Moments ago, I updated my WordPress website to version 5.0 and got the Gutenberg editor as part of the bargain. Now, I have to say I am all for new things. In fact, I had previously tried out Gutenberg when it was still available as a plugin. The reasons why I switched back to the Classic WordPress editor then are the same reasons why I have had to do so now. To put it mildly, Gutenberg sucks. Indeed, the new WordPress editor, which is now the default editor with WordPress 5.0 sucks big time.
It’s all about productivity, dammit!
Now, I have nothing against the team behind WordPress. Indeed, they usually do a stellar job, save for a few instances when things that should be intuitive are not available (continuous numbering as an example).
However, in spite of all the good work, whoever is behind WordPress really messed up with the Gutenberg editor. There are a number of reasons why I have had to reinstall the classic editor on my site less than 30 minutes after getting Gutenberg.
- Gutenberg limits productivity. I know, part of it probably had to do with the fact that the editor was new to me and I still needed to learn the ropes, but the main concern, as far as I am concerned, is creating content, and not on spending hours trying to find my way around the backend of my own website.
- The new WordPress editor is clearly very difficult to use. Somebody or the other must have decided that blocks are the way of the future, yet they really don’t do much, other than serve as a novelty. I know, there is everything to be said about modernity, but people behind the technology that drives our lives should not be obsessed with change simply for the sake of it.
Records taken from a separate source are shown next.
//! Engine facade.
//!
//! Owns the wired component graph and exposes the two external surfaces:
//! the ingestion API (`submit`, `job_status`, `cancel`) and the query API
//! (`query`, `audit_report`), plus sharing, deletion, health, and
//! shutdown. Every query ends with a sealed audit report, success or not.

use rusqlite::Connection;
use serde_json::json;
use std::collections::HashMap;
use std::path::{Path, PathBuf};
use std::sync::Arc;
use std::time::Duration;
use tracing::{info, warn};
use uuid::Uuid;

use crate::access::{AccessControl, GranteeKind, PermissionLevel, UserContext, Visibility};
use crate::audit::{
    AuditReport, HallucinationAssessment, ProcessLogger, StageKind, StageRecord,
    VerificationStatus,
};
use crate::blobs::BlobStore;
use crate::config::EngineConfig;
use crate::error::{Error, Result};
use crate::ingestion::{DocumentUpload, IngestionPipeline, JobProgress};
use crate::llm::{GatedClient, LlmClient, OllamaClient};
use crate::query::{PlanExecutor, Planner, QueryAnalyzer, Retriever};
use crate::resources::{HealthStatus, ResourceKind, ResourceManager};
use crate::store::{Citation, DocumentStore, MessageRole};
use crate::tools::{CalculatorTool, DatabaseTool, RagTool, ToolRegistry};
use crate::vector::VectorIndex;

/// A query request.
#[derive(Debug, Clone)]
pub struct QueryRequest {
    pub user: UserContext,
    pub text: String,
    pub conversation_id: Option<Uuid>,
    /// Overrides `retrieval.top_k`.
    pub top_k: Option<usize>,
    /// Tools the caller permits; defaults to everything registered.
    pub tools: Option<Vec<String>>,
    /// Overrides `deadlines.query_ms`.
    pub deadline_ms: Option<u64>,
}

impl QueryRequest {
    pub fn new(user: UserContext, text: impl Into<String>) -> Self {
        Self {
            user,
            text: text.into(),
            conversation_id: None,
            top_k: None,
            tools: None,
            deadline_ms: None,
        }
    }
}

/// A query answer with its audit trail handle.
#[derive(Debug, Clone, serde::Serialize, serde::Deserialize)]
pub struct QueryResponse {
    pub answer: String,
    pub citations: Vec<Citation>,
    pub audit_report_id: Uuid,
}

/// The assembled engine.
pub struct Engine {
    config: EngineConfig,
    resources: ResourceManager,
    store: Arc<DocumentStore>,
    vector: Arc<VectorIndex>,
    blobs: Arc<BlobStore>,
    llm: Arc<dyn LlmClient>,
    access: Arc<AccessControl>,
    registry: Arc<ToolRegistry>,
    pipeline: Arc<IngestionPipeline>,
    analyzer: QueryAnalyzer,
    executor: PlanExecutor,
}

impl Engine {
    /// Open an engine against a data directory, talking to the configured
    /// LLM server.
    pub async fn open(config: EngineConfig, data_dir: impl AsRef<Path>) -> Result<Arc<Self>> {
        let llm: Arc<dyn LlmClient> = Arc::new(OllamaClient::new(config.llm.clone())?);
        Self::with_llm(config, data_dir, llm).await
    }

    /// Open with a caller-supplied LLM client (the test seam and the hook
    /// for alternative providers).
    pub async fn with_llm(
        config: EngineConfig,
        data_dir: impl AsRef<Path>,
        llm: Arc<dyn LlmClient>,
    ) -> Result<Arc<Self>> {
        config.validate()?;
        let data_dir = data_dir.as_ref().to_path_buf();
        std::fs::create_dir_all(&data_dir)
            .map_err(|e| Error::Config(format!("cannot create data dir: {}", e)))?;

        let store_path = data_dir.join("quarry.db");
        let vector_path = data_dir.join("vectors.db");
        let resources = ResourceManager::new(
            &config.resources,
            connection_factory(store_path),
            connection_factory(vector_path),
        );

        let store = Arc::new(DocumentStore::new(resources.store_pool().clone()));
        store.initialize().await?;
        let vector = Arc::new(VectorIndex::new(resources.vector_pool().clone()));
        vector.initialize().await?;
        let blobs = Arc::new(BlobStore::new(
            data_dir.join("blobs"),
            resources.blob_gate().clone(),
        ));
        let llm: Arc<dyn LlmClient> =
            Arc::new(GatedClient::new(llm, resources.llm_gate().clone()));

        let access = Arc::new(AccessControl::new(Arc::clone(&store), Arc::clone(&vector)));

        let retriever = Arc::new(Retriever::new(
            Arc::clone(&store),
            Arc::clone(&vector),
            Arc::clone(&access),
            Arc::clone(&llm),
            config.retrieval.clone(),
            config.judge.clone(),
        ));

        let mut registry = ToolRegistry::new();
        registry.register(Arc::new(RagTool::new(
            Arc::clone(&retriever),
            config.retrieval.top_k,
        )));
        registry.register(Arc::new(CalculatorTool::new()));
        registry.register(Arc::new(DatabaseTool::new(
            Arc::clone(&store),
            Arc::clone(&access),
        )));
        let registry = Arc::new(registry);

        let pipeline = Arc::new(IngestionPipeline::new(
            Arc::clone(&store),
            Arc::clone(&vector),
            Arc::clone(&blobs),
            Arc::clone(&llm),
            Arc::clone(&access),
            config.clone(),
        ));

        let analyzer = QueryAnalyzer::new(Arc::clone(&llm));
        let executor = PlanExecutor::new(
            Arc::clone(&registry),
            Arc::clone(&llm),
            config.response.clone(),
            config.deadlines.clone(),
        );

        info!("engine assembled");
        Ok(Arc::new(Self {
            config,
            resources,
            store,
            vector,
            blobs,
            llm,
            access,
            registry,
            pipeline,
            analyzer,
            executor,
        }))
    }

    // ==================== Ingestion API ====================

    pub async fn submit(
        &self,
        documents: Vec<DocumentUpload>,
        idempotency_key: Option<String>,
    ) -> Result<Uuid> {
        self.pipeline.submit(documents, idempotency_key).await
    }

    pub async fn job_status(&self, job_id: Uuid) -> Result<JobProgress> {
        self.pipeline.job_status(job_id).await
    }

    pub async fn cancel(&self, job_id: Uuid) -> Result<bool> {
        self.pipeline.cancel(job_id).await
    }

    // ==================== Query API ====================

    /// Answer a query. Always seals an audit report; on hard failure the
    /// answer carries a terse, non-leaking explanation and the report
    /// records the failed stage.
    pub async fn query(&self, request: QueryRequest) -> Result<QueryResponse> {
        let mut logger = ProcessLogger::start(
            Arc::clone(&self.store),
            request.user.user_id,
            request.conversation_id,
        )
        .await?;
        let report_id = logger.id();

        match self.run_query(&request, &mut logger).await {
            Ok(response) => Ok(response),
            Err(e) => {
                warn!(error = %e, "query failed, sealing report");
                let answer = match &e {
                    Error::Timeout { .. } => {
                        "The query timed out before an answer could be produced.".to_string()
                    }
                    Error::NotAuthorized => "You are not authorized for this query.".to_string(),
                    _ => "The query could not be completed.".to_string(),
                };
                let report = AuditReport {
                    id: report_id,
                    sources: vec![],
                    reasoning_trace: logger.reasoning_trace(),
                    hallucination_assessment: HallucinationAssessment::default(),
                    verification_status: VerificationStatus::Unknown,
                    failed_stage: Some(e.to_string()),
                };
                if let Err(seal_error) = logger.seal(&report).await {
                    warn!(error = %seal_error, "failed to seal report after error");
                }
                Ok(QueryResponse {
                    answer,
                    citations: vec![],
                    audit_report_id: report_id,
                })
            }
        }
    }

    async fn run_query(
        &self,
        request: &QueryRequest,
        logger: &mut ProcessLogger,
    ) -> Result<QueryResponse> {
        if request.text.trim().is_empty() {
            return Err(Error::validation("text", "must not be empty"));
        }

        // History, when the query belongs to a conversation the caller owns.
        let history: Vec<String> = match request.conversation_id {
            Some(conversation_id) => {
                let conversation = self.store.get_conversation(conversation_id).await?;
                if conversation.owner_id != request.user.user_id {
                    warn!(%conversation_id, user = %request.user.user_id, "conversation owned by another user");
                    return Err(Error::NotAuthorized);
                }
                self.store
                    .history(conversation_id, self.config.response.history_window)
                    .await?
                    .iter()
                    .map(|m| format!("{}: {}", m.role.as_str(), m.content))
                    .collect()
            }
            None => Vec::new(),
        };

        let permitted: Vec<String> = request
            .tools
            .clone()
            .unwrap_or_else(|| self.registry.names().iter().map(|s| s.to_string()).collect());

        let analysis = self.analyzer.analyze(&request.text, &permitted).await;
        logger.append(
            StageRecord::new(
                StageKind::Analysis,
                format!("classified {:?}", analysis.complexity),
            )
            .with_detail("requires_tools", json!(analysis.requires_tools))
            .with_detail("sub_queries", json!(analysis.sub_queries))
            .with_detail("fallback", json!(analysis.fallback)),
        );

        let planner = Planner::new(request.top_k.unwrap_or(self.config.retrieval.top_k));
        let mut plan = planner.build(
            request.user.user_id,
            &request.text,
            &analysis,
            &self.registry,
            &permitted,
        );
        logger.append(
            StageRecord::new(StageKind::Planning, format!("{} steps", plan.steps.len()))
                .with_detail(
                    "steps",
                    json!(plan
                        .steps
                        .iter()
                        .map(|s| s.description.clone())
                        .collect::<Vec<_>>()),
                ),
        );
        logger.flush().await?;

        let outcome = self
            .executor
            .execute(&mut plan, &request.user, &history, request.deadline_ms, logger)
            .await?;

        let hallucination_score = outcome.evaluation.as_ref().map(|e| e.hallucination);
        let verification_status = if outcome.sources.is_empty() {
            VerificationStatus::NotVerified
        } else {
            VerificationStatus::from_hallucination(
                hallucination_score,
                self.config.response.hallucination_threshold,
                self.config.response.verification_partial_floor,
            )
        };

        let report = AuditReport {
            id: logger.id(),
            sources: outcome.sources.clone(),
            reasoning_trace: logger.reasoning_trace(),
            hallucination_assessment: HallucinationAssessment {
                score: hallucination_score,
                flagged_spans: outcome
                    .evaluation
                    .as_ref()
                    .map(|e| e.hallucinated_spans.clone())
                    .unwrap_or_default(),
            },
            verification_status,
            failed_stage: None,
        };
        logger.seal(&report).await?;

        self.store
            .bump_metric(request.user.user_id, "queries", 1)
            .await?;

        // Conversation history is only written for completed queries.
        if let Some(conversation_id) = request.conversation_id {
            self.store
                .append_message(conversation_id, MessageRole::User, &request.text, None)
                .await?;
            self.store
                .append_message(
                    conversation_id,
                    MessageRole::Assistant,
                    &outcome.answer,
                    Some(&outcome.citations),
                )
                .await?;
        }

        Ok(QueryResponse {
            answer: outcome.answer,
            citations: outcome.citations,
            audit_report_id: report.id,
        })
    }

    /// Fetch a sealed audit report. Owner-scoped.
    pub async fn audit_report(&self, user: &UserContext, report_id: Uuid) -> Result<AuditReport> {
        let value = self.store.get_report(report_id, user.user_id).await?;
        Ok(serde_json::from_value(value)?)
    }

    // ==================== Sharing & documents ====================

    pub async fn share(
        &self,
        document_id: Uuid,
        grantee: impl Into<String>,
        kind: GranteeKind,
        level: PermissionLevel,
        by_user: &UserContext,
    ) -> Result<()> {
        self.access
            .share(document_id, grantee, kind, level, by_user)
            .await
    }

    pub async fn revoke(
        &self,
        document_id: Uuid,
        grantee: &str,
        kind: GranteeKind,
        by_user: &UserContext,
    ) -> Result<()> {
        self.access.revoke(document_id, grantee, kind, by_user).await
    }

    pub async fn set_visibility(
        &self,
        document_id: Uuid,
        visibility: Visibility,
        by_user: &UserContext,
    ) -> Result<()> {
        self.access
            .set_visibility(document_id, visibility, by_user)
            .await
    }

    /// Destroy a document: chunks and permissions cascade, embeddings and
    /// the blob go with them. Requires admin on the document.
    pub async fn delete_document(&self, document_id: Uuid, by_user: &UserContext) -> Result<()> {
        if !self
            .access
            .check(by_user, document_id, PermissionLevel::Admin)
            .await?
        {
            return Err(Error::NotAuthorized);
        }
        let document = self.store.get_document_unchecked(document_id).await?;
        self.vector.delete_document(document_id).await?;
        self.blobs.delete(document.owner_id, document_id).await?;
        self.store.delete_document(document_id).await?;
        info!(%document_id, "document destroyed");
        Ok(())
    }

    // ==================== Lifecycle ====================

    pub fn health(&self) -> HashMap<ResourceKind, HealthStatus> {
        self.resources.health()
    }

    /// Probe the LLM server.
    pub async fn llm_health(&self) -> bool {
        self.llm.list_models().await.is_ok()
    }

    /// Drain all pools; in-flight work finishes, new work is refused.
    pub async fn shutdown(&self, deadline: Duration) -> Result<()> {
        self.resources.shutdown(deadline).await
    }

    pub fn config(&self) -> &EngineConfig {
        &self.config
    }
}

fn connection_factory(
    path: PathBuf,
) -> impl Fn() -> Result<Connection> + Send + Sync + 'static {
    move || Connection::open(&path).map_err(Error::from)
}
- Gutenberg is really slow. Now, I would probably have stayed with Gutenberg were it not for this factor. Having the cursor freeze each time I clicked on a word while writing an article for my website finally did it for me. I mean, I just want to write, for Pete’s sake. That’s a difficult enough chore without adding to it the fact that the editor constantly freezes along the way.
Users don’t like the Gutenberg Editor
If you think I am the only one who hates the new WordPress Gutenberg editor, then you are very much mistaken. The above screenshot shows the ratings that were left on the Gutenberg download page during the trial period for the Gutenberg plugin.
A Matter of Arrogance
The fact that the people behind WordPress still decided to push Gutenberg, despite the fact that it had received a measly 2.5 star rating during the trial period, smacks on arrogance. Someone should have taken note of this before making Gutenberg an integral part of WordPress. Anyway, getting back to the standard editor is easy enough, as we mention in this article.